Matías Gabriel Rojas is an informatic engineer graduated at the Gastón Dachary University in Posadas, Misiones, Argentina. His research topic belongs to bioinformatics algorithms area, focusing on optimization algorithms for feature selection. ORCID: 0000-0003-3881-0888

Ana Carolina Olivera, ITIC-UNCuyo

Ph.D. in Computer Science, Ana Carolina Olivera is an Adjunct Researcher at National Council of Scientifics and Technological Researches (CONICET: http://www.conicet.gov.ar/ ) from the Ministerio de Ciencia y Tecnología de la Nación. She is Associate Professor of Facultad de Ingeniería of Universidad Nacional de Cuyo (FING-UNCuyo http://ingenieria.uncuyo.edu.ar/) and Adjunct Professor at the Department of Exact and Natural Sciences of Universidad Nacional de la Patagonia Austral - Unidad Académica Caleta Olivia (UNPA-UACO http://www.uaco.unpa.edu.ar/ ).
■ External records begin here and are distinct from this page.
impl Session {
    fn new(options: ServerOptions, state: Arc<Mutex<ServerState>>) -> Self {
        Self {
            options,
            state,
            server_challenge: rand::random(),
            held: Vec::new(),
        }
    }

    async fn serve(mut self, stream: tokio::net::TcpStream) -> Result<()> {
        let (mut reader, mut writer) = transport::split(stream);
        loop {
            let requests = match reader.read_messages().await {
                Ok(requests) => requests,
                Err(Error::ConnectionClosed) => return Ok(()),
                Err(e) => return Err(e),
            };
            for request in requests {
                match self.handle(&request) {
                    Reply::Now(reply) => writer.send(&reply).await?,
                    Reply::Held(reply, last) => self.hold(reply, last, &mut writer).await?,
                    Reply::Silent => {}
                    Reply::HangUp => {
                        writer.shutdown().await?;
                        return Ok(());
                    }
                }
            }
        }
    }

    async fn hold(&mut self, reply: Message, last: bool, writer: &mut FrameWriter) -> Result<()> {
        self.held.push(reply);
        let limit = self.options.reorder_reads.unwrap_or(1);
        if self.held.len() < limit && !last {
            return Ok(());
        }
        if self.held.len() > 1 {
            self.state.lock().unwrap().reordered_batches += 1;
        }
        while let Some(reply) = self.held.pop() {
            writer.send(&reply).await?;
        }
        Ok(())
    }

    fn handle(&mut self, request: &Message) -> Reply {
        let command = request.command();
        self.state.lock().unwrap().log.push(command);

        if self.options.hang_up_on == Some(command) {
            return Reply::HangUp;
        }
        if self.options.silent.contains(&command) {
            return Reply::Silent;
        }

        let outcome = match command {
            Smb2Command::Negotiate => self.negotiate(request),
            Smb2Command::SessionSetup => self.session_setup(request),
            Smb2Command::TreeConnect => self.tree_connect(request),
            Smb2Command::Create => self.create(request),
            Smb2Command::Close => self.close(request),
            Smb2Command::Read => return self.read(request),
            Smb2Command::Write => self.write(request),
            Smb2Command::QueryDirectory => self.query_directory(request),
            Smb2Command::SetInfo => self.set_info(request),
            _ => Err(NtStatus::NotSupported),
        };

        Reply::Now(match outcome {
            Ok(reply) => reply,
            Err(status) => failure(request, status),
        })
    }

    fn negotiate(&mut self, request: &Message) -> Reply2 {
        let negotiate = Smb2NegotiateRequest::parse(request.body()).map_err(malformed)?;
        if !negotiate.dialects.contains(&Smb2Dialect::Smb202) {
            return Err(NtStatus::NotSupported);
        }
        let mut response = Smb2NegotiateResponse::new(Smb2Dialect::Smb202);
        response.max_read_size = self.options.max_read_size;
        response.max_write_size = self.options.max_write_size;
        success(request, &response)
    }

    fn session_setup(&mut self, request: &Message) -> Reply2 {
        let setup = Smb2SessionSetupRequest::parse(request.body()).map_err(malformed)?;
        let blob = &setup.security_blob;
        if blob.len() < 12 || &blob[0..8] != NTLMSSP_SIGNATURE {
            return Err(NtStatus::InvalidParameter);
        }

        if blob[8] == NtlmMessageType::Negotiate as u8 {
            if self.options.fail_session_setup {
                return Err(NtStatus::AccessDenied);
            }
            let mut challenge = NtlmChallengeMessage::new("LOOPBACK", self.server_challenge);
            challenge.target_info = encode_av_pairs(&[
                (av_id::NB_DOMAIN_NAME, utf16le_encode("LOOPBACK")),
                (av_id::TIMESTAMP, windows_timestamp().to_le_bytes().to_vec()),
            ]);
            let token = challenge.serialize().map_err(malformed)?;
            let mut header =
                Smb2Header::response_to(request.header(), NtStatus::MoreProcessingRequired);
            header.session_id = SESSION_ID;
            let body = Smb2SessionSetupResponse::new(token)
                .serialize()
                .map_err(malformed)?;
            return Ok(Message::new(header, body));
        }

        let auth = NtlmAuthenticateMessage::parse(blob).map_err(malformed)?;
        let hash = ntlmv2_hash(&self.options.username, &auth.domain, &self.options.password)
            .map_err(malformed)?;
        let user_ok = auth.user_name.eq_ignore_ascii_case(&self.options.username);
        let proof_ok = verify_ntlmv2_response(&hash, &self.server_challenge, &auth.nt_response)
            .map_err(malformed)?;
        if !(user_ok && proof_ok) {
            return Err(NtStatus::LogonFailure);
        }
        success(request, &Smb2SessionSetupResponse::new(Vec::new()))
    }

    fn tree_connect(&mut self, request: &Message) -> Reply2 {
        let tree = Smb2TreeConnectRequest::parse(request.body()).map_err(malformed)?;
        let share = tree.path.rsplit('\\').next().unwrap_or_default();
        if !share.eq_ignore_ascii_case(SHARE) {
            return Err(NtStatus::BadNetworkName);
        }
        let mut header = Smb2Header::response_to(request.header(), NtStatus::Success);
        header.tree_id = TREE_ID;
        let body = Smb2TreeConnectResponse::disk(0x001F_01FF)
            .serialize()
            .map_err(malformed)?;
        Ok(Message::new(header, body))
    }

    fn create(&mut self, request: &Message) -> Reply2 {
        let create = Smb2CreateRequest::parse(request.body()).map_err(malformed)?;
        let path = create.file_name;
        let mut state = self.state.lock().unwrap();

        match create.create_disposition {
            CreateDisposition::Open => {
                if !state.exists(&path) {
                    return Err(NtStatus::ObjectNameNotFound);
                }
                let wants_dir = create
                    .create_options
                    .contains(CreateOptions::FILE_DIRECTORY_FILE);
                if wants_dir && !state.dirs.contains(&path) {
                    return Err(NtStatus::NotADirectory);
                }
            }
            CreateDisposition::Create => {
                if state.exists(&path) {
                    return Err(NtStatus::ObjectNameCollision);
                }
                state.files.insert(path.clone(), Vec::new());
            }
            _ => return Err(NtStatus::NotSupported),
        }

        state.next_handle += 1;
        let id = state.next_handle;
        let mut response = Smb2CreateResponse::new(FileId::new(id, id));
        if state.dirs.contains(&path) {
            response.file_attributes = FileAttributes::DIRECTORY;
        } else {
            response.end_of_file = state.files.get(&path).map_or(0, |data| data.len() as u64);
            response.file_attributes = FileAttributes::ARCHIVE;
        }
        state.open.insert(
            id,
            OpenHandle {
                path,
                listed: false,
                delete_on_close: false,
            },
        );
        drop(state);
        success(request, &response)
    }

    fn close(&mut self, request: &Message) -> Reply2 {
        let close = Smb2CloseRequest::parse(request.body()).map_err(malformed)?;
        let mut state = self.state.lock().unwrap();
        let handle = state
            .open
            .remove(&close.file_id.volatile)
            .ok_or(NtStatus::FileClosed)?;
        if handle.delete_on_close {
            state.files.remove(&handle.path);
        }
        drop(state);
        success(request, &Smb2CloseResponse::default())
    }

    fn read(&mut self, request: &Message) -> Reply {
        let reply = self
            .read_slice(request)
            .and_then(|(last, data)| Ok((last, success(request, &Smb2ReadResponse::new(data))?)));
        match reply {
            Ok((last, reply)) if self.options.reorder_reads.is_some() => Reply::Held(reply, last),
            Ok((_, reply)) => Reply::Now(reply),
            Err(status) => Reply::Now(failure(request, status)),
        }
    }

    /// Requested bytes, and whether they reach the end of the file
    fn read_slice(&self, request: &Message) -> std::result::Result<(bool, Vec<u8>), NtStatus> {
        let read = Smb2ReadRequest::parse(request.body()).map_err(malformed)?;
        if self.options.fail_read_at == Some(read.offset) {
            return Err(NtStatus::InvalidParameter);
        }
        let state = self.state.lock().unwrap();
        let path = &state
            .open
            .get(&read.file_id.volatile)
            .ok_or(NtStatus::FileClosed)?
            .path;
        let data = state.files.get(path).ok_or(NtStatus::FileIsADirectory)?;
        let start = read.offset as usize;
        if start >= data.len() {
            return Err(NtStatus::EndOfFile);
        }
        let end = (start + read.length as usize).min(data.len());
        Ok((end == data.len(), data[start..end].to_vec()))
    }

    fn write(&mut self, request: &Message) -> Reply2 {
        let write = Smb2WriteRequest::parse(request.body()).map_err(malformed)?;
        let mut state = self.state.lock().unwrap();
        let path = state
            .open
            .get(&write.file_id.volatile)
            .ok_or(NtStatus::FileClosed)?
            .path
            .clone();
        let file = state.files.get_mut(&path).ok_or(NtStatus::FileIsADirectory)?;
        let start = write.offset as usize;
        let end = start + write.data.len();
        if file.len() < end {
            file.resize(end, 0);
        }
        file[start..end].copy_from_slice(&write.data);
        state.writes.push((write.offset, write.data.len()));
        drop(state);
        success(
            request,
            &Smb2WriteResponse {
                count: write.data.len() as u32,
            },
        )
    }

    fn query_directory(&mut self, request: &Message) -> Reply2 {
        let query = Smb2QueryDirectoryRequest::parse(request.body()).map_err(malformed)?;
        let mut state = self.state.lock().unwrap();
        let handle = state
            .open
            .get_mut(&query.file_id.volatile)
            .ok_or(NtStatus::FileClosed)?;
        if query.flags & query_directory_flags::RESTART_SCANS != 0 {
            handle.listed = false;
        }
        if handle.listed {
            return Err(NtStatus::NoMoreFiles);
        }
        handle.listed = true;
        let path = handle.path.clone();
        if !state.dirs.contains(&path) {
            return Err(NtStatus::NotADirectory);
        }
        let listing = encode_directory_information(&state.children(&path));
        drop(state);
        success(request, &Smb2QueryDirectoryResponse::new(listing))
    }

    fn set_info(&mut self, request: &Message) -> Reply2 {
        let set = Smb2SetInfoRequest::parse(request.body()).map_err(malformed)?;
        let mut state = self.state.lock().unwrap();
        let path = state
            .open
            .get(&set.file_id.volatile)
            .ok_or(NtStatus::FileClosed)?
            .path
            .clone();

        match set.file_info_class {
            FileInfoClass::EndOfFileInformation => {
                let size: [u8; 8] = set
                    .buffer
                    .get(..8)
                    .and_then(|raw| raw.try_into().ok())
                    .ok_or(NtStatus::InvalidParameter)?;
                let file = state.files.get_mut(&path).ok_or(NtStatus::FileIsADirectory)?;
                file.resize(u64::from_le_bytes(size) as usize, 0);
            }
            FileInfoClass::DispositionInformation => {
                let delete = set.buffer.first().copied().unwrap_or(0) != 0;
                if let Some(handle) = state.open.get_mut(&set.file_id.volatile) {
                    handle.delete_on_close = delete;
                }
            }
            _ => return Err(NtStatus::NotSupported),
        }
        drop(state);
        success(request, &Smb2SetInfoResponse)
    }
}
She participates and coordinates several national and international projects.

Research Interests

  • Bio-Inspired Algorithms
  • Metaheuristics
  • Optimization
  • Traffic and Transit Urban Problems
  • Urban Quality Air
  • Smart Cities
  • Graphics Processing Unit
  • Parallel Processing
  • Bioinformatics

Pablo Javier Vidal, Instituto Universitario para las Tecnologías de la Información y las Comunicaciones, Universidad Nacional de Cuyo, Facultad de Ingeniería (UNCuyo). CONICET, Mendoza, Argentina.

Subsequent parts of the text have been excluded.